19 mars 2023. M.-G. Micberth nous quittait il y a dix ans. Triste anniversaire. « L'idée de la mort est enchâssée dans ma vie, écrivait-il en 1975. Sa présence me convainc de ma fragilité, de mon pouvoir limité et temporel, mais elle me donne les signes de mon éthique, me libère de vains scrupules. » Fragilité temporelle, certes, mais pourtant ce fut une vie foisonnante que la sienne, menée sous le signe du « désespoir constructif » depuis son entrée en poésie à l'âge de huit ans, pour échapper au réel mortifère et voir la vie « autrement ». Nous sommes en 1953 et dix ans plus tard, il entreprendra son grand combat culturel, politique, social pour une « révolution des consciences », le déconditionnement de la société, entraînant de nombreux élèves et collaborateurs dans son sillage.

Insolent, doué d'un humour féroce, il cultivait le goût de la provocation pour faire réagir, démasquer la bêtise, le mensonge, appuyer là où ça fait mal, dénoncer, prévenir que le monde courait à sa perte. En 2011, il déclare : « Je suis un vieux fou. La vie n'a pas réussi à me pourrir, à me calmer. Je suis toujours béat devant les vertus cardinales. J'aime le bien, j'exècre le mal et suis un des derniers à savoir encore faire la différence. La camarde est pour bientôt et je me trouve à des années-lumière de l'homme que j'aurais aimé devenir. »

S'indigner, encore et toujours, sera son leitmotiv. Ne rien accepter de l'inadmissible, se rebeller, désobéir : « Désobéissez et nous sortirons de ce processus névrotique qui nous mène progressivement à l'anéantissement de l'espèce. » Dès 1969, Micberth dénonce « l'imposture démocratique » et combat l'État républicain. Il écrit à la fin des années 1990 : « Il est incontestable qu'une volonté organisée tente de nous détruire. La culture, c'est d'abord la rébellion : l'ordre démocratique qui se veut la vérité et le bien, n'aime pas les têtes qui dépassent. »

Micberth puisait-t-il « ses cheminements logiques » dans un fonds immémorial, comme l'affirmait un de ses proches ? Né d'un père breton et d'une mère angevine, on ne peut douter de l'importance qu'il accordait aux racines, de son respect du passé.
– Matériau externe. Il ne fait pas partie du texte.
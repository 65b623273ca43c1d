use bugzot_core::AppError;
use sqlx::PgPool;
use sqlx::migrate::Migrator;
use sqlx::postgres::PgPoolOptions;
use tracing::info;

static MIGRATOR: Migrator = sqlx::migrate!("../../crates/infrastructure/migrations");

pub async fn connect_and_migrate(database_url: &str) -> Result<PgPool, AppError> {
    let pool = PgPoolOptions::new()
        .max_connections(10)
        .connect(database_url)
        .await
        .map_err(|error| AppError::Internal(format!("failed to connect to database: {error}")))?;

    MIGRATOR
        .run(&pool)
        .await
        .map_err(|error| AppError::Internal(format!("failed to run migrations: {error}")))?;
    info!(migrations = MIGRATOR.iter().count(), "database schema is up to date");

    Ok(pool)
}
Il fera même de cet attachement son métier à la fin des années 1980 et sera éditeur anthologue au service de notre patrimoine historique local : son « Grand Oeuvre ». « L'Histoire véritable est celle dont on retrouve les traces avant les faits, qui s'exprime par les faits eux-mêmes et non, trente ans plus tard, par les élucubrations des écrivains appointés. »

Philalèthe plutôt que philosophe, chef de file de la Nouvelle Droite politique, principal représentant actif de l'anarchisme de droite, M.-G. Micberth rêvait d'une « nouvelle aristocratie », au sens originel : un système politique basé sur une hiérarchie des compétences et des mérites. « Ce n'est pas une lapalissade de dire que la politique change l'homme et non, l'homme la politique. Gouverner la valetaille désinformée et escroquée contraint le tribun politicard à vendre quotidiennement son âme à tous les diables du Temple. »

Alors, faut-il rire ou pleurer ? Le monde peut-il changer ? « On peut avoir le désespoir constructeur. On peut être beau dehors et dedans, créer l'harmonie. On peut être un être humain sans honte. » On est bien loin du wokisme ambiant ! Micberth nous manque pour y voir clair.